▶ **ABOUT THIS EXERCISE**
The lines from the start of the data up to and including the one with "use tracing::debug;" should be returned exactly, and nothing else.

★ ★ ★ ★ ★

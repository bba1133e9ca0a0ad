//! Tokio-backed debounce timers.

use std::collections::HashMap;
use std::sync::{Mutex, MutexGuard, PoisonError};
use std::time::Duration;

use tokio::sync::mpsc::{self, UnboundedReceiver, UnboundedSender};
use tokio::task::JoinHandle;
use tracing::debug;

use super::traits::{DebounceToken, Scheduler};

/// Scheduler that sleeps on the tokio runtime and reports fired tokens over a channel.
///
/// Each scheduled token gets its own task; cancelling aborts that task, so a cancelled
/// token is never delivered. Must be used from within a tokio runtime.
pub struct TokioScheduler {
    fired_tx: UnboundedSender<DebounceToken>,
    pending: Mutex<HashMap<DebounceToken, JoinHandle<()>>>,
}

impl TokioScheduler {
    /// Create a scheduler and the receiver its fired tokens arrive on.
    pub fn new() -> (Self, UnboundedReceiver<DebounceToken>) {
        let (fired_tx, fired_rx) = mpsc::unbounded_channel();
        let scheduler = Self {
            fired_tx,
            pending: Mutex::new(HashMap::new()),
        };
        (scheduler, fired_rx)
    }

    /// Number of timers that have neither fired nor been cancelled.
    pub fn pending_count(&self) -> usize {
        self.pending()
            .values()
            .filter(|handle| !handle.is_finished())
            .count()
    }

    fn pending(&self) -> MutexGuard<'_, HashMap<DebounceToken, JoinHandle<()>>> {
        self.pending.lock().unwrap_or_else(PoisonError::into_inner)
    }
}

impl Scheduler for TokioScheduler {
    fn schedule(&self, delay: Duration, token: DebounceToken) {
        let fired_tx = self.fired_tx.clone();
        let handle = tokio::spawn(async move {
            tokio::time::sleep(delay).await;
            // Receiver gone means the host shut down; nothing left to wake.
            let _ = fired_tx.send(token);
        });

        let mut pending = self.pending();
        pending.retain(|_, handle| !handle.is_finished());
        pending.insert(token, handle);
        debug!(%token, delay_ms = delay.as_millis() as u64, "Debounce scheduled");
    }

    fn cancel(&self, token: DebounceToken) {
        if let Some(handle) = self.pending().remove(&token) {
            handle.abort();
            debug!(%token, "Debounce cancelled");
        }
    }
}

impl Drop for TokioScheduler {
    fn drop(&mut self) {
        for (_, handle) in self.pending().drain() {
            handle.abort();
        }
    }
}

#[cfg(test)]
mod tests {
    use super::*;

    #[tokio::test(start_paused = true)]
    async fn fires_after_delay() {
        let (scheduler, mut fired) = TokioScheduler::new();
        scheduler.schedule(Duration::from_millis(300), DebounceToken(1));

        assert!(fired.try_recv().is_err());
        assert_eq!(fired.recv().await, Some(DebounceToken(1)));
    }

    #[tokio::test(start_paused = true)]
    async fn cancelled_token_never_fires() {
        let (scheduler, mut fired) = TokioScheduler::new();
        scheduler.schedule(Duration::from_millis(300), DebounceToken(1));
        scheduler.cancel(DebounceToken(1));
        scheduler.schedule(Duration::from_millis(300), DebounceToken(2));

        assert_eq!(fired.recv().await, Some(DebounceToken(2)));
        tokio::time::sleep(Duration::from_secs(1)).await;
        assert!(fired.try_recv().is_err());
    }

    #[tokio::test(start_paused = true)]
    async fn cancel_unknown_token_is_noop() {
        let (scheduler, _fired) = TokioScheduler::new();
        scheduler.cancel(DebounceToken(42));
        assert_eq!(scheduler.pending_count(), 0);
    }
}
//! Recent queries, most recent first.

/// Bounded, duplicate-free list of recently committed queries.
#[derive(Debug, Clone, PartialEq, Eq)]
pub struct RecentSearches {
    entries: Vec<String>,
    limit: usize,
}

impl RecentSearches {
    pub fn new(limit: usize) -> Self {
        Self {
            entries: Vec::new(),
            limit,
        }
    }

    /// Rebuild from stored entries, dropping blanks and later duplicates, then capping.
    pub fn from_entries(entries: Vec<String>, limit: usize) -> Self {
        let mut recent = Self::new(limit);
        for entry in entries {
            let entry = entry.trim();
            if !entry.is_empty() && !recent.entries.iter().any(|e| e == entry) {
                recent.entries.push(entry.to_string());
            }
        }
        recent.entries.truncate(limit);
        recent
    }

    /// Move `query` to the front. Returns false for blank queries, which are not kept.
    pub fn record(&mut self, query: &str) -> bool {
        let query = query.trim();
        if query.is_empty() {
            return false;
        }
        self.entries.retain(|e| e != query);
        self.entries.insert(0, query.to_string());
        self.entries.truncate(self.limit);
        true
    }

    pub fn entries(&self) -> &[String] {
        &self.entries
    }

    pub fn get(&self, index: usize) -> Option<&str> {
        self.entries.get(index).map(String::as_str)
    }

    pub fn len(&self) -> usize {
        self.entries.len()
    }

    pub fn is_empty(&self) -> bool {
        self.entries.is_empty()
    }
}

★ ★ ★ ★ ★

▶ **COMPLETED EXERCISE**
repository bba1133e9ca0a0ad
//! Tokio-backed debounce timers.

use std::collections::HashMap;
use std::sync::{Mutex, MutexGuard, PoisonError};
use std::time::Duration;

use tokio::sync::mpsc::{self, UnboundedReceiver, UnboundedSender};
use tokio::task::JoinHandle;
use tracing::debug;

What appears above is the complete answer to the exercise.